No storage_options are required because the data is fetched over HTTPS directly from NCEI. The IBTrACS class evaluates variables surface_wind_speed and air_pressure_at_mean_sea_level by default.

Variable mapping

variable_mapping is a dictionary that maps the names present in your data to the EWB standard names defined in defaults.DEFAULT_VARIABLE_NAMES. You pass it when constructing any forecast or target:

my_mapping = {
    "t2m": "surface_air_temperature",     # 2-m temperature → EWB name
    "u10": "surface_eastward_wind",        # 10-m U wind → EWB name
    "v10": "surface_northward_wind",       # 10-m V wind → EWB name
    "prediction_timedelta": "lead_time",   # timedelta dim → EWB name
    "time": "init_time",                   # init-time dim → EWB name
}

EWB applies the mapping lazily — only keys present in the data are renamed, so it is safe to include extra entries for variables you may not always use.

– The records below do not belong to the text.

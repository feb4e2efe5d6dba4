//! Running scripts and checking them against their expectations.

use std::{
    env,
    path::{Path, PathBuf},
    time::Instant,
};

use rayon::prelude::*;
use tracing::debug;

use crate::{
    config::WorldConfig,
    diagnostics::{Diagnostic, Severity, check_static_errors, render_diagnostics},
    error::Result,
    graph::BranchId,
    reload::CodeUnit,
    runtime::{
        value::TaggedValue,
        vm::{Stack, run_branch},
    },
    storage::{FileSystemStorage, Storage},
    world::World,
};

use super::Script;

pub enum ScriptOutcome {
    /// The static check found errors; nothing was evaluated.
    Rejected(Vec<Diagnostic>),
    /// Evaluation ran. The stack holds the failure, if any.
    Evaluated(Stack),
}

/// Checks `branch` (when the world is configured to) and evaluates it once.
pub fn run_script(world: &mut World, branch: BranchId) -> Result<ScriptOutcome> {
    if world.config.check_before_run {
        let errors: Vec<Diagnostic> = check_static_errors(world, branch)
            .into_iter()
            .filter(|d| d.severity == Severity::Error)
            .collect();
        if !errors.is_empty() {
            return Ok(ScriptOutcome::Rejected(errors));
        }
    }
    Ok(ScriptOutcome::Evaluated(run_branch(world, branch)?))
}

pub enum TestOutcome {
    Pass,
    Fail(String),
}

pub struct TestReport {
    pub path: PathBuf,
    pub elapsed_ms: f64,
    pub outcome: TestOutcome,
}

impl TestReport {
    pub fn passed(&self) -> bool {
        matches!(self.outcome, TestOutcome::Pass)
    }
}

/// Runs every file on its own world, in parallel.
pub fn run_test_files(paths: &[PathBuf], config: &WorldConfig) -> Vec<TestReport> {
    paths
        .par_iter()
        .map(|path| run_test_file(&FileSystemStorage::new(), path, config))
        .collect()
}

/// Loads, runs and checks one script file.
pub fn run_test_file(storage: &dyn Storage, path: &Path, config: &WorldConfig) -> TestReport {
    let start = Instant::now();
    let outcome = match check_file(storage, path, config) {
        Ok(problems) if problems.is_empty() => TestOutcome::Pass,
        Ok(problems) => TestOutcome::Fail(problems.join("\n")),
        Err(err) => TestOutcome::Fail(err.to_string()),
    };
    let elapsed_ms = start.elapsed().as_secs_f64() * 1000.0;
    debug!(path = %path.display(), elapsed_ms, "tested script");
    TestReport {
        path: path.to_path_buf(),
        elapsed_ms,
        outcome,
    }
}

fn check_file(storage: &dyn Storage, path: &Path, config: &WorldConfig) -> Result<Vec<String>> {
    let mut world = World::with_config(config.clone())?;
    let unit = CodeUnit::load(&mut world, storage, path)?;
    let outcome = run_script(&mut world, unit.branch)?;
    let problems = check_outcome(&world, unit.branch, &unit.script, &outcome);
    world.shutdown()?;
    Ok(problems)
}

/// Compares one evaluation against the script's `expect` and `expect_error`.
pub fn check_outcome(
    world: &World,
    branch: BranchId,
    script: &Script,
    outcome: &ScriptOutcome,
) -> Vec<String> {
    let expected_code = script.expect_error.as_deref();
    match outcome {
        ScriptOutcome::Rejected(errors) => {
            if expected_code.is_some() && errors.iter().any(|d| d.code.as_deref() == expected_code) {
                return Vec::new();
            }
            vec![render_diagnostics(errors, false)]
        }
        ScriptOutcome::Evaluated(stack) => match (stack.failure(), expected_code) {
            (Some(failure), Some(code)) if failure.code.code == code => Vec::new(),
            (Some(failure), _) => vec![failure.render(false)],
            (None, Some(code)) => vec![format!("expected error {}, but evaluation succeeded", code)],
            (None, None) => check_expectations(world, branch, script),
        },
    }
}

fn check_expectations(world: &World, branch: BranchId, script: &Script) -> Vec<String> {
    let mut problems = Vec::new();
    for (name, json) in &script.expect {
        let Some(term) = world.find_named(branch, name) else {
            problems.push(format!("`{}` is not defined", name));
            continue;
        };
        let expected = TaggedValue::from_json(json);
        let actual = &world.term(term).value;
        let same = actual.type_id() == expected.type_id() && world.types.equals(actual, &expected);
        if !same {
            problems.push(format!(
                "`{}`: expected {}, found {}",
                name,
                world.types.to_string(&expected),
                world.types.to_string(actual)
            ));
        }
    }
    problems
}

/// Prints the report and returns `true` if every file passed.
pub fn print_test_report(reports: &[TestReport]) -> bool {
    let use_color = colors_enabled();
    let mut failed = 0usize;
    for report in reports {
        let name = report.path.display().to_string();
        match &report.outcome {
            TestOutcome::Pass => {
                let pass = if use_color { green("PASS") } else { "PASS".to_string() };
                println!("  {}  {:<34} ({:.0}ms)", pass, name, report.elapsed_ms);
            }
            TestOutcome::Fail(msg) => {
                let fail = if use_color { red("FAIL") } else { "FAIL".to_string() };
                println!("  {}  {}", fail, name);
                for line in msg.lines() {
                    println!("          {}", line);
                }
                failed += 1;
            }
        }
    }
    let total = reports.len();
    println!("\n{} scripts: {} passed, {} failed", total, total - failed, failed);
    failed == 0
}

fn colors_enabled() -> bool {
    if env::var_os("NO_COLOR").is_some() {
        return false;
    }
    !matches!(env::var("TERM").ok().as_deref(), Some("dumb"))
}

fn green(s: &str) -> String {
    format!("\x1b[32m{}\x1b[0m", s)
}

fn red(s: &str) -> String {
    format!("\x1b[31m{}\x1b[0m", s)
}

Three built-in mappings are provided in extremeweatherbench.inputs:

Mapping Use with
ERA5_metadata_variable_mapping ERA5 target or ERA5-formatted forecasts
HRES_metadata_variable_mapping ECMWF HRES from WeatherBench2
CIRA_metadata_variable_mapping CIRA AIWP models via kerchunk or icechunk

The ERA5 and IBTrACS target classes apply their respective built-in mappings by default, so you typically do not need to set variable_mapping when using them.

Supported source backends

IncomingDataInput is the union type accepted at every data boundary in EWB:

IncomingDataInput = xr.Dataset | xr.DataArray | pl.LazyFrame | pd.DataFrame

The sources/ subpackage contains a protocol-based backend for each type; EWB selects the correct one automatically based on the runtime type of your data.

  • xr.Dataset — the primary backend for gridded forecasts and the ERA5 and PPH targets.
  • xr.DataArray — supported where a single-variable array is sufficient; converted to Dataset internally before metric computation.
  • pl.LazyFrame — used by GHCN and IBTrACS for efficient lazy subsetting of large tabular files without loading the full dataset into memory.
  • pd.DataFrame — used by LSR and available for custom targets that produce in-memory tabular data.

Climatology reference data

get_climatology() in extremeweatherbench.defaults opens a 1990–2019 ERA5 surface air temperature climatology:

gs://extremeweatherbench/datasets/
    surface_air_temperature_1990_2019_climatology.zarr

It accepts a quantile argument (either 0.15 or 0.85) and returns the corresponding percentile field as an xr.DataArray. This climatology is used internally by DurationMeanError for heat wave and freeze evaluations — you do not need to load it manually unless you are writing a custom threshold metric.

from extremeweatherbench.defaults import get_climatology

# 85th-percentile threshold used for heat wave duration metrics
heat_threshold = get_climatology(quantile=0.85)

A note on network I/O

All EWB data objects open datasets lazily — no data is transferred until a metric is computed. For zarr and parquet sources, only the chunks or rows needed for a given case are fetched at compute time. Running locally on a consumer connection is feasible but can be significantly slower than running inside a cloud VM co-located with the data on GCS. See A Note on Parallelism for guidance on tuning n_jobs and chunk sizes to balance throughput and memory usage.